• DATASET EXTRACT:
____________

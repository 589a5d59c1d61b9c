// =============================================================================
// FRAME DRIVER
// =============================================================================
//
// Per frame, steady state:
//   wait fence -> acquire -> reset fence -> reset cmd -> record -> submit
//   -> present -> advance
//
// An out-of-date acquire rebuilds the chain and drops the frame without
// advancing. Out-of-date/suboptimal presents and explicit resizes rebuild the
// chain after the frame was submitted. A zero-sized drawable defers the
// rebuild until the window is restored.

use anyhow::{Context, Result};
use ash::vk;
use std::sync::Arc;
use winit::{
    application::ApplicationHandler,
    event::WindowEvent,
    event_loop::{ActiveEventLoop, ControlFlow, EventLoop},
    window::{Fullscreen, Window, WindowAttributes, WindowId},
};

use crate::backend::swapchain::{AcquireOutcome, PresentOutcome};
use crate::backend::sync::FrameSyncSet;
use crate::backend::{Commands, Swapchain, VulkanDevice};
use crate::config::Config;

/// What happened to one call of [`FrameCycle::draw_frame`]
#[derive(Debug, Clone, Copy, PartialEq, Eq)]
pub enum FrameOutcome {
    /// A frame was submitted and presented
    Presented,
    /// The swapchain chain was rebuilt
    Recreated,
    /// The drawable is zero-sized; the rebuild waits for a restore
    Deferred,
}

/// The device-facing half of a frame. Slots index the frames in flight.
pub trait FrameBackend {
    /// Block on the slot's in-flight fence
    fn wait_for_slot(&mut self, slot: usize) -> Result<()>;
    fn acquire(&mut self, slot: usize) -> Result<AcquireOutcome>;
    /// Reset the slot's fence and command buffer
    fn begin_slot(&mut self, slot: usize) -> Result<()>;
    fn record(&mut self, slot: usize, image_index: u32) -> Result<()>;
    fn submit(&mut self, slot: usize) -> Result<()>;
    fn present(&mut self, slot: usize, image_index: u32) -> Result<PresentOutcome>;
    fn drawable_size(&self) -> (u32, u32);
    /// Idle the device, rebuild the swapchain and notify dependents
    fn recreate(&mut self, width: u32, height: u32) -> Result<()>;
}

/// Frame index and recreation state
#[derive(Debug)]
pub struct FrameCycle {
    current_frame: usize,
    max_frames_in_flight: usize,
    resize_requested: bool,
    recreate_pending: bool,
}

impl FrameCycle {
    pub fn new(max_frames_in_flight: usize) -> Self {
        Self {
            current_frame: 0,
            max_frames_in_flight: max_frames_in_flight.max(1),
            resize_requested: false,
            recreate_pending: false,
        }
    }

    pub fn draw_frame<B: FrameBackend + ?Sized>(&mut self, backend: &mut B) -> Result<FrameOutcome> {
        if self.recreate_pending {
            return self.recreate_chain(backend);
        }

        let slot = self.current_frame;
        backend.wait_for_slot(slot)?;

        // Suboptimal images are still presentable; present reports it again
        let image_index = match backend.acquire(slot)? {
            AcquireOutcome::Ready { image_index, .. } => image_index,
            AcquireOutcome::OutOfDate => {
                log::debug!("Swapchain out of date on acquire");
                return self.recreate_chain(backend);
            }
        };

        backend.begin_slot(slot)?;
        backend.record(slot, image_index)?;
        backend.submit(slot)?;
        let presented = backend.present(slot, image_index)?;

        let mut outcome = FrameOutcome::Presented;
        if presented != PresentOutcome::Presented || self.resize_requested {
            log::debug!("Rebuilding swapchain after present ({:?})", presented);
            outcome = self.recreate_chain(backend)?;
        }

        self.current_frame = (self.current_frame + 1) % self.max_frames_in_flight;
        Ok(outcome)
    }

    /// Rebuild for the current drawable size, or mark the rebuild pending
    /// while it is zero
    pub fn recreate_chain<B: FrameBackend + ?Sized>(&mut self, backend: &mut B) -> Result<FrameOutcome> {
        let (width, height) = backend.drawable_size();
        if width == 0 || height == 0 {
            if !self.recreate_pending {
                log::debug!("Drawable is zero-sized, deferring swapchain rebuild");
            }
            self.recreate_pending = true;
            return Ok(FrameOutcome::Deferred);
        }

        self.recreate_pending = false;
        self.resize_requested = false;
        backend.recreate(width, height)?;
        Ok(FrameOutcome::Recreated)
    }

    /// Rebuild after the next present regardless of what it reports
    pub fn request_resize(&mut self) {
        self.resize_requested = true;
    }

    pub fn current_frame(&self) -> usize {
        self.current_frame
    }

    pub fn max_frames_in_flight(&self) -> usize {
        self.max_frames_in_flight
    }

    pub fn is_recreate_pending(&self) -> bool {
        self.recreate_pending
    }
}

/// Resources shared with the client callbacks
pub struct FrameState {
    pub device: Arc<VulkanDevice>,
    pub swapchain: Swapchain,
    pub commands: Commands,
    pub max_frames_in_flight: usize,
}

/// Client integration points, called from the event loop
pub trait RenderCallbacks {
    /// Once, after the device and swapchain exist
    fn init(&mut self, state: &mut FrameState, window: &Window, width: u32, height: u32) -> Result<()>;

    /// Once per loop iteration before drawing
    fn update(&mut self, _state: &mut FrameState) -> Result<()> {
        Ok(())
    }

    /// Record one frame into `cmd`, which is already in the recording state
    fn render(&mut self, state: &FrameState, cmd: vk::CommandBuffer, image_index: u32, frame: usize) -> Result<()>;

    /// After every swapchain rebuild
    fn resize(&mut self, state: &mut FrameState, width: u32, height: u32) -> Result<()>;

    /// Once at shutdown, with the device idle
    fn cleanup(&mut self, state: &mut FrameState);
}

/// Open a window from `config` and drive `app` until the window closes
pub fn run<A: RenderCallbacks>(config: Config, app: A) -> Result<()> {
    let event_loop = EventLoop::new().context("Failed to create event loop")?;
    event_loop.set_control_flow(ControlFlow::Poll);

    let mut runner = Runner {
        app,
        context: None,
        cycle: FrameCycle::new(config.max_frames_in_flight()),
        error: None,
        window: None,
        config,
    };
    event_loop.run_app(&mut runner)?;
    runner.shutdown();

    match runner.error.take() {
        Some(e) => Err(e),
        None => Ok(()),
    }
}

// Field order is drop order: client resources, then the device, then the window
struct Runner<A: RenderCallbacks> {
    app: A,
    context: Option<RenderContext>,
    cycle: FrameCycle,
    error: Option<anyhow::Error>,
    window: Option<Window>,
    config: Config,
}

struct RenderContext {
    sync: FrameSyncSet,
    state: FrameState,
}

impl<A: RenderCallbacks> Runner<A> {
    fn init_vulkan(&mut self, window: &Window) -> Result<RenderContext> {
        let size = window.inner_size();
        let device = VulkanDevice::new(
            &self.config.window.title,
            self.config.validation_enabled(),
            window,
        )?;

        let max_frames_in_flight = self.cycle.max_frames_in_flight();
        let swapchain = Swapchain::new(
            device.clone(),
            size.width,
            size.height,
            self.config.present_mode(),
        )?;
        let commands = Commands::new(device.clone(), max_frames_in_flight)?;
        let sync = FrameSyncSet::new(device.clone(), max_frames_in_flight)?;

        let mut state = FrameState {
            device,
            swapchain,
            commands,
            max_frames_in_flight,
        };
        let extent = state.swapchain.extent;
        self.app.init(&mut state, window, extent.width, extent.height)?;

        log::info!(
            "Frame driver ready: {} frames in flight, {} swapchain images",
            max_frames_in_flight,
            state.swapchain.image_count()
        );
        Ok(RenderContext { sync, state })
    }

    fn redraw(&mut self) -> Result<FrameOutcome> {
        let (Some(window), Some(context)) = (self.window.as_ref(), self.context.as_mut()) else {
            return Ok(FrameOutcome::Deferred);
        };

        self.app.update(&mut context.state)?;

        let mut backend = VulkanBackend {
            state: &mut context.state,
            sync: &context.sync,
            window,
            app: &mut self.app,
        };
        self.cycle.draw_frame(&mut backend)
    }

    fn fail(&mut self, event_loop: &ActiveEventLoop, error: anyhow::Error) {
        log::error!("Fatal error: {:?}", error);
        self.error.get_or_insert(error);
        event_loop.exit();
    }

    /// Idle the device, let the client release its resources, then tear down
    fn shutdown(&mut self) {
        let Some(mut context) = self.context.take() else {
            return;
        };

        log::info!("Shutting down...");
        if let Err(e) = context.state.device.wait_idle() {
            log::warn!("wait_idle during shutdown failed: {:?}", e);
        }
        self.app.cleanup(&mut context.state);

        // Sync objects, command pool and swapchain before the device they hold
        let RenderContext { sync, state } = context;
        drop(sync);
        let FrameState {
            device,
            swapchain,
            commands,
            ..
        } = state;
        drop(commands);
        drop(swapchain);
        if Arc::strong_count(&device) > 1 {
            log::warn!("Device still referenced after cleanup; it is released with the last owner");
        }
        drop(device);
        log::info!("Cleanup complete");
    }
}

impl<A: RenderCallbacks> ApplicationHandler for Runner<A> {
    fn resumed(&mut self, event_loop: &ActiveEventLoop) {
        if self.window.is_some() {
            return;
        }

        let mut attributes = WindowAttributes::default()
            .with_title(&self.config.window.title)
            .with_inner_size(winit::dpi::PhysicalSize::new(
                self.config.window.width,
                self.config.window.height,
            ));
        if self.config.window.fullscreen {
            attributes = attributes.with_fullscreen(Some(Fullscreen::Borderless(None)));
        }

        let window = match event_loop.create_window(attributes) {
            Ok(window) => window,
            Err(e) => {
                self.fail(event_loop, anyhow::Error::new(e).context("Failed to create window"));
                return;
            }
        };

        match self.init_vulkan(&window) {
            Ok(context) => self.context = Some(context),
            Err(e) => {
                self.fail(event_loop, e.context("Failed to initialize Vulkan"));
                return;
            }
        }
        self.window = Some(window);
    }

    fn window_event(&mut self, event_loop: &ActiveEventLoop, _id: WindowId, event: WindowEvent) {
        match event {
            WindowEvent::CloseRequested => {
                log::info!("Close requested, shutting down...");
                event_loop.exit();
            }

            WindowEvent::Resized(size) => {
                log::debug!("Window resized to {}x{}", size.width, size.height);
                self.cycle.request_resize();
                if size.width > 0 && size.height > 0 {
                    if let Some(window) = &self.window {
                        window.request_redraw();
                    }
                }
            }

            WindowEvent::RedrawRequested => match self.redraw() {
                Ok(FrameOutcome::Deferred) => event_loop.set_control_flow(ControlFlow::Wait),
                Ok(_) => event_loop.set_control_flow(ControlFlow::Poll),
                Err(e) => self.fail(event_loop, e),
            },

            WindowEvent::KeyboardInput { event, .. } => {
                use winit::keyboard::{KeyCode, PhysicalKey};

                if event.state.is_pressed() && event.physical_key == PhysicalKey::Code(KeyCode::Escape) {
                    log::info!("ESC pressed, exiting...");
                    event_loop.exit();
                }
            }

            _ => {}
        }
    }

    fn about_to_wait(&mut self, _event_loop: &ActiveEventLoop) {
        // Minimized: sleep until a Resized event wakes the loop
        if self.cycle.is_recreate_pending() {
            return;
        }
        if let Some(window) = &self.window {
            window.request_redraw();
        }
    }
}

/// Vulkan side of one frame, borrowed from the runner for a single redraw
struct VulkanBackend<'a, A: RenderCallbacks> {
    state: &'a mut FrameState,
    sync: &'a FrameSyncSet,
    window: &'a Window,
    app: &'a mut A,
}

impl<A: RenderCallbacks> FrameBackend for VulkanBackend<'_, A> {
    fn wait_for_slot(&mut self, slot: usize) -> Result<()> {
        let fence = self.sync.get(slot).in_flight_fence;
        unsafe {
            self.state
                .device
                .device
                .wait_for_fences(&[fence], true, u64::MAX)
        }
        .context("Failed to wait for in-flight fence")?;
        Ok(())
    }

    fn acquire(&mut self, slot: usize) -> Result<AcquireOutcome> {
        self.state
            .swapchain
            .acquire_next_image(self.sync.get(slot).image_available)
    }

    fn begin_slot(&mut self, slot: usize) -> Result<()> {
        let fence = self.sync.get(slot).in_flight_fence;
        unsafe { self.state.device.device.reset_fences(&[fence]) }
            .context("Failed to reset in-flight fence")?;
        self.state.commands.reset(slot)
    }

    fn record(&mut self, slot: usize, image_index: u32) -> Result<()> {
        let cmd = self.state.commands.begin(slot)?;
        self.app.render(self.state, cmd, image_index, slot)?;
        self.state.commands.end(slot)
    }

    fn submit(&mut self, slot: usize) -> Result<()> {
        let sync = self.sync.get(slot);
        let wait_semaphores = [sync.image_available];
        let wait_stages = [vk::PipelineStageFlags::COLOR_ATTACHMENT_OUTPUT];
        let signal_semaphores = [sync.render_finished];
        let command_buffers = [self.state.commands.buffer(slot)];

        let submit_info = vk::SubmitInfo::default()
            .wait_semaphores(&wait_semaphores)
            .wait_dst_stage_mask(&wait_stages)
            .command_buffers(&command_buffers)
            .signal_semaphores(&signal_semaphores);

        let device = &self.state.device;
        unsafe {
            device
                .device
                .queue_submit(device.graphics_queue, &[submit_info], sync.in_flight_fence)
        }
        .context("Failed to submit frame")?;
        Ok(())
    }

    fn present(&mut self, slot: usize, image_index: u32) -> Result<PresentOutcome> {
        self.state.swapchain.present(
            self.state.device.present_queue,
            image_index,
            &[self.sync.get(slot).render_finished],
        )
    }

    fn drawable_size(&self) -> (u32, u32) {
        let size = self.window.inner_size();
        (size.width, size.height)
    }

    fn recreate(&mut self, width: u32, height: u32) -> Result<()> {
        self.state.device.wait_idle()?;
        self.state.swapchain.recreate(width, height)?;

        let extent = self.state.swapchain.extent;
        log::info!("Swapchain recreated: {}x{}", extent.width, extent.height);
        self.app.resize(self.state, extent.width, extent.height)
    }
}

#[cfg(test)]
mod tests {
    use super::*;

    #[test]
    fn zero_frames_in_flight_is_clamped() {
        let cycle = FrameCycle::new(0);
        assert_eq!(cycle.max_frames_in_flight(), 1);
        assert_eq!(cycle.current_frame(), 0);
        assert!(!cycle.is_recreate_pending());
    }
}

____________

• ABOUT THIS EXERCISE:
"WindowAttributes" is the string to look for; please copy every line of the records above where it appears.

• SOLUTION TO THIS PROBLEM:
    window::{Fullscreen, Window, WindowAttributes, WindowId},
        let mut attributes = WindowAttributes::default()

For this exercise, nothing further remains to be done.